**To do**: For the listing below, output exactly the lines from the line with "else if self.variable_bitrate" up to and including the line with "assert_eq!(ms.input_timing, 0x1234);", and no other lines.

**Recorded data**:
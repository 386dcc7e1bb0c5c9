//! Minor and major sync of TrueHD access units.
//!
//! Every access unit starts with a 4-byte minor sync (check nibble, length
//! in 16-bit words, input timing). Access units additionally carrying the
//! 0xF8726FBA format sync restate the full stream configuration in the
//! major sync info, protected by a 16-bit CRC. The DVD-Audio MLP variant
//! (0xF8726FBB) is rejected.

use anyhow::{Result, anyhow, bail};
use log::warn;

use crate::mlp::MlpWarningFlags;
use crate::mlp::channel::ChannelMeaning;
use crate::utils::bitstream_io::BsIoSliceReader;
use crate::utils::crc::{CRC_MLP_MAJOR_SYNC_ALG, Crc16};
use crate::utils::errors::MlpSyncError;

static CRC_MAJOR_SYNC: Crc16 = Crc16::new(&CRC_MLP_MAJOR_SYNC_ALG);

/// TrueHD format sync word.
pub const FORMAT_SYNC_TRUE_HD: u32 = 0xF872_6FBA;

/// DVD-Audio MLP format sync word, not supported.
pub const FORMAT_SYNC_MLP: u32 = 0xF872_6FBB;

/// 24-bit prefix shared by both format sync words.
pub const FORMAT_SYNC_PREFIX: u32 = 0xF8_72_6F;

/// Major sync signature constant.
pub const MAJOR_SYNC_SIGNATURE: u16 = 0xB752;

/// Scaled peak data rate ceiling for BDAV TrueHD streams, in bps.
pub const MAX_PEAK_DATA_RATE_BPS: u64 = 24_500_000;

/// 4-byte access unit prefix present on every access unit.
#[derive(Clone, Copy, Debug, Default)]
pub struct MinorSync {
    pub check_nibble: u8,
    /// Access unit length in 16-bit words, minor sync included.
    pub access_unit_length: u16,
    pub input_timing: u16,
}

impl MinorSync {
    /// Unpacks the minor sync from the first four bytes of an access unit.
    /// Returns the header and the XOR of its four bytes (folded into the
    /// access unit nibble parity check).
    pub fn from_bytes(bytes: [u8; 4]) -> Result<(Self, u8)> {
        let ms = Self {
            check_nibble: bytes[0] >> 4,
            access_unit_length: (((bytes[0] & 0xF) as u16) << 8) | bytes[1] as u16,
            input_timing: ((bytes[2] as u16) << 8) | bytes[3] as u16,
        };

        if ms.access_unit_length < 2 {
            bail!(MlpSyncError::AccessUnitTooShort(ms.access_unit_length));
        }

        let parity = bytes.iter().fold(0u8, |acc, b| acc ^ b);
        Ok((ms, parity))
    }
}

/// `format_info` decoded under knowledge of the major sync flags.
#[derive(Clone, Copy, Debug, Default, PartialEq, Eq)]
pub struct FormatInfo {
    pub audio_sampling_frequency: u8,
    pub six_ch_multichannel_type: bool,
    pub eight_ch_multichannel_type: bool,
    pub two_ch_presentation_modifier: u8,
    pub six_ch_presentation_modifier: u8,
    pub six_ch_channel_assignment: u8,
    pub eight_ch_presentation_modifier: u8,
    pub eight_ch_channel_assignment: u16,
}

const SIX_CH_GROUP_SIZES: [u32; 5] = [2, 1, 1, 2, 2];
const EIGHT_CH_GROUP_SIZES: [u32; 13] = [2, 1, 1, 2, 2, 2, 2, 1, 1, 2, 2, 1, 1];

impl FormatInfo {
    fn unpack(value: u32) -> Self {
        Self {
            audio_sampling_frequency: ((value >> 28) & 0xF) as u8,
            six_ch_multichannel_type: (value >> 27) & 0x1 != 0,
            eight_ch_multichannel_type: (value >> 26) & 0x1 != 0,
            two_ch_presentation_modifier: ((value >> 22) & 0x3) as u8,
            six_ch_presentation_modifier: ((value >> 20) & 0x3) as u8,
            six_ch_channel_assignment: ((value >> 15) & 0x1F) as u8,
            eight_ch_presentation_modifier: ((value >> 13) & 0x3) as u8,
            eight_ch_channel_assignment: (value & 0x1FFF) as u16,
        }
    }

    pub fn sampling_frequency(&self) -> Result<u32> {
        match self.audio_sampling_frequency {
            code @ 0..=2 => Ok(48_000 << code),
            code @ 8..=10 => Ok(44_100 << (code - 8)),
            code => bail!(MlpSyncError::ReservedSamplingFrequency(code)),
        }
    }

    pub fn six_ch_channel_count(&self) -> u32 {
        SIX_CH_GROUP_SIZES
            .iter()
            .enumerate()
            .map(|(i, n)| n * ((self.six_ch_channel_assignment as u32 >> i) & 1))
            .sum()
    }

    pub fn eight_ch_channel_count(&self, alternate_syntax: bool) -> u32 {
        let groups = if alternate_syntax {
            // Alternate syntax drops the upper assignment bits, keeping 4
            // payload bits plus the Tsl/Tsr flag.
            &EIGHT_CH_GROUP_SIZES[..5]
        } else {
            &EIGHT_CH_GROUP_SIZES[..]
        };

        groups
            .iter()
            .enumerate()
            .map(|(i, n)| n * ((self.eight_ch_channel_assignment as u32 >> i) & 1))
            .sum()
    }
}

/// `substream_info` bits of the major sync.
#[derive(Clone, Copy, Debug, Default, PartialEq, Eq)]
pub struct SubstreamInfo {
    pub value: u8,
    pub six_ch_presentation: u8,
    pub eight_ch_presentation: u8,
    pub sixteen_ch_presentation_present: bool,
}

impl SubstreamInfo {
    fn unpack(value: u8) -> Self {
        Self {
            value,
            six_ch_presentation: (value >> 2) & 0x3,
            eight_ch_presentation: (value >> 4) & 0x7,
            sixteen_ch_presentation_present: value >> 7 != 0,
        }
    }
}

/// Complete major sync information.
#[derive(Clone, Debug, Default)]
pub struct MajorSyncInfo {
    pub format_sync: u32,
    pub format_info: FormatInfo,
    pub signature: u16,
    pub flags: u16,
    pub variable_bitrate: bool,
    pub peak_data_rate: u16,
    pub substreams: usize,
    pub extended_substream_info: u8,
    pub substream_info: SubstreamInfo,
    pub channel_meaning: ChannelMeaning,
    pub major_sync_info_crc: u16,
}

impl MajorSyncInfo {
    /// Constant FIFO buffer delay flag (bit 15 of `flags`).
    pub fn constant_fifo_delay(&self) -> bool {
        self.flags & 0x8000 != 0
    }

    /// Alternate 8-ch channel assignment syntax flag (bit 11 of `flags`).
    pub fn alternate_eight_ch_syntax(&self) -> bool {
        self.flags & 0x0800 != 0
    }

    pub fn sampling_frequency(&self) -> Result<u32> {
        self.format_info.sampling_frequency()
    }

    /// Peak data rate scaled to bps (`raw * Fs / 16`).
    pub fn peak_data_rate_bps(&self) -> Result<u64> {
        Ok(self.peak_data_rate as u64 * self.sampling_frequency()? as u64 / 16)
    }

    pub fn read(
        reader: &mut BsIoSliceReader,
        warnings: &mut MlpWarningFlags,
    ) -> Result<Self> {
        let start_pos = reader.position()?;

        let mut ms = Self {
            format_sync: reader.get_n(32)?,
            ..Default::default()
        };

        match ms.format_sync {
            FORMAT_SYNC_TRUE_HD => {}
            FORMAT_SYNC_MLP => bail!(MlpSyncError::DvdAudioFormatSync),
            sync => bail!(MlpSyncError::InvalidFormatSync(sync)),
        }

        // Unpacked below, once the flags are known.
        let format_info_value: u32 = reader.get_n(32)?;

        ms.signature = reader.get_n(16)?;

        if ms.signature != MAJOR_SYNC_SIGNATURE {
            bail!(MlpSyncError::InvalidSignature(ms.signature));
        }

        ms.flags = reader.get_n(16)?;
        ms.format_info = FormatInfo::unpack(format_info_value);

        reader.skip_n(16)?; // reserved

        ms.variable_bitrate = reader.get()?;
        ms.peak_data_rate = reader.get_n(15)?;
        ms.substreams = reader.get_n::<u8>(4)? as usize;

        reader.skip_n(2)?; // reserved
        ms.extended_substream_info = reader.get_n(2)?;

        let substream_info_value: u8 = reader.get_n(8)?;
        ms.substream_info = SubstreamInfo::unpack(substream_info_value);

        ms.channel_meaning = ChannelMeaning::read(
            reader,
            ms.substream_info.sixteen_ch_presentation_present,
        )?;

        let len = reader.position()? - start_pos;

        ms.major_sync_info_crc = reader.get_n(16)?;

        let crc = reader.crc16_check(&CRC_MAJOR_SYNC, start_pos, len)?;

        if crc != ms.major_sync_info_crc {
            bail!(MlpSyncError::MajorSyncCrcMismatch {
                calculated: crc,
                read: ms.major_sync_info_crc,
            });
        }

        ms.check_compliance(warnings)?;

        Ok(ms)
    }

    fn check_compliance(&self, warnings: &mut MlpWarningFlags) -> Result<()> {
        let fs = self.sampling_frequency()?;

        if self.format_info.six_ch_multichannel_type {
            bail!(MlpSyncError::ReservedMultichannelType { presentation: 6 });
        }
        if self.format_info.eight_ch_multichannel_type {
            bail!(MlpSyncError::ReservedMultichannelType { presentation: 8 });
        }

        let six_ch = self.format_info.six_ch_channel_count();
        if six_ch > 6 {
            bail!(MlpSyncError::TooManyPresentationChannels {
                presentation: 6,
                count: six_ch,
                max: 6,
            });
        }

        let eight_ch = self
            .format_info
            .eight_ch_channel_count(self.alternate_eight_ch_syntax());
        if eight_ch > 8 {
            bail!(MlpSyncError::TooManyPresentationChannels {
                presentation: 8,
                count: eight_ch,
                max: 8,
            });
        }

        if eight_ch == 0 && !warnings.missing_eight_ch_mask {
            warn!("Missing 8-ch presentation channel assignment mask");
            warnings.missing_eight_ch_mask = true;
        }

        let peak_bps = self.peak_data_rate as u64 * fs as u64 / 16;
        if peak_bps > MAX_PEAK_DATA_RATE_BPS {
            bail!(MlpSyncError::PeakDataRateTooHigh(peak_bps));
        }

        Ok(())
    }

    /// Major sync parameters must not change across the stream.
    pub fn check_constant(&self, reference: &Self) -> Result<()> {
        let field = if self.format_info != reference.format_info {
            Some("format_info")
        } else if self.flags != reference.flags {
            Some("flags")
        } else if self.variable_bitrate != reference.variable_bitrate {
            Some("variable_bitrate")
        } else if self.peak_data_rate != reference.peak_data_rate {
            Some("peak_data_rate")
        } else if self.substreams != reference.substreams {
            Some("substreams")
        } else if self.extended_substream_info != reference.extended_substream_info {
            Some("extended_substream_info")
        } else if self.substream_info != reference.substream_info {
            Some("substream_info")
        } else if self.channel_meaning != reference.channel_meaning {
            Some("channel_meaning")
        } else {
            None
        };

        match field {
            Some(field) => Err(anyhow!(MlpSyncError::NonCompliantChange { field })),
            None => Ok(()),
        }
    }
}

#[cfg(test)]
mod tests {
    use super::*;

    #[test]
    fn minor_sync_unpacks_fields() -> Result<()> {
        let (ms, parity) = MinorSync::from_bytes([0xA1, 0x40, 0x12, 0x34])?;
        assert_eq!(ms.check_nibble, 0xA);
        assert_eq!(ms.access_unit_length, 0x140);
        assert_eq!(ms.input_timing, 0x1234);
        assert_eq!(parity, 0xA1 ^ 0x40 ^ 0x12 ^ 0x34);
        Ok(())
    }

    #[test]
    fn short_access_unit_is_rejected() {
        assert!(MinorSync::from_bytes([0x00, 0x01, 0x00, 0x00]).is_err());
    }

    #[test]
    fn format_info_channel_counts() {
        // L/R + C + LFE + Ls/Rs = 6 channels.
        let fi = FormatInfo {
            six_ch_channel_assignment: 0b01111,
            eight_ch_channel_assignment: 0b0000000001111,
            ..Default::default()
        };
        assert_eq!(fi.six_ch_channel_count(), 6);
        assert_eq!(fi.eight_ch_channel_count(false), 6);
    }

    #[test]
    fn alternate_syntax_masks_high_groups() {
        let fi = FormatInfo {
            eight_ch_channel_assignment: 0b1111111111111,
            ..Default::default()
        };
        assert_eq!(fi.eight_ch_channel_count(false), 20);
        assert_eq!(fi.eight_ch_channel_count(true), 8);
    }

    #[test]
    fn reserved_sampling_frequency_fails() {
        let fi = FormatInfo {
            audio_sampling_frequency: 0x4,
            ..Default::default()
        };
        assert!(fi.sampling_frequency().is_err());
    }
}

**Written response**:
        } else if self.variable_bitrate != reference.variable_bitrate {
            Some("variable_bitrate")
        } else if self.peak_data_rate != reference.peak_data_rate {
            Some("peak_data_rate")
        } else if self.substreams != reference.substreams {
            Some("substreams")
        } else if self.extended_substream_info != reference.extended_substream_info {
            Some("extended_substream_info")
        } else if self.substream_info != reference.substream_info {
            Some("substream_info")
        } else if self.channel_meaning != reference.channel_meaning {
            Some("channel_meaning")
        } else {
            None
        };

        match field {
            Some(field) => Err(anyhow!(MlpSyncError::NonCompliantChange { field })),
            None => Ok(()),
        }
    }
}

#[cfg(test)]
mod tests {
    use super::*;

    #[test]
    fn minor_sync_unpacks_fields() -> Result<()> {
        let (ms, parity) = MinorSync::from_bytes([0xA1, 0x40, 0x12, 0x34])?;
        assert_eq!(ms.check_nibble, 0xA);
        assert_eq!(ms.access_unit_length, 0x140);
        assert_eq!(ms.input_timing, 0x1234);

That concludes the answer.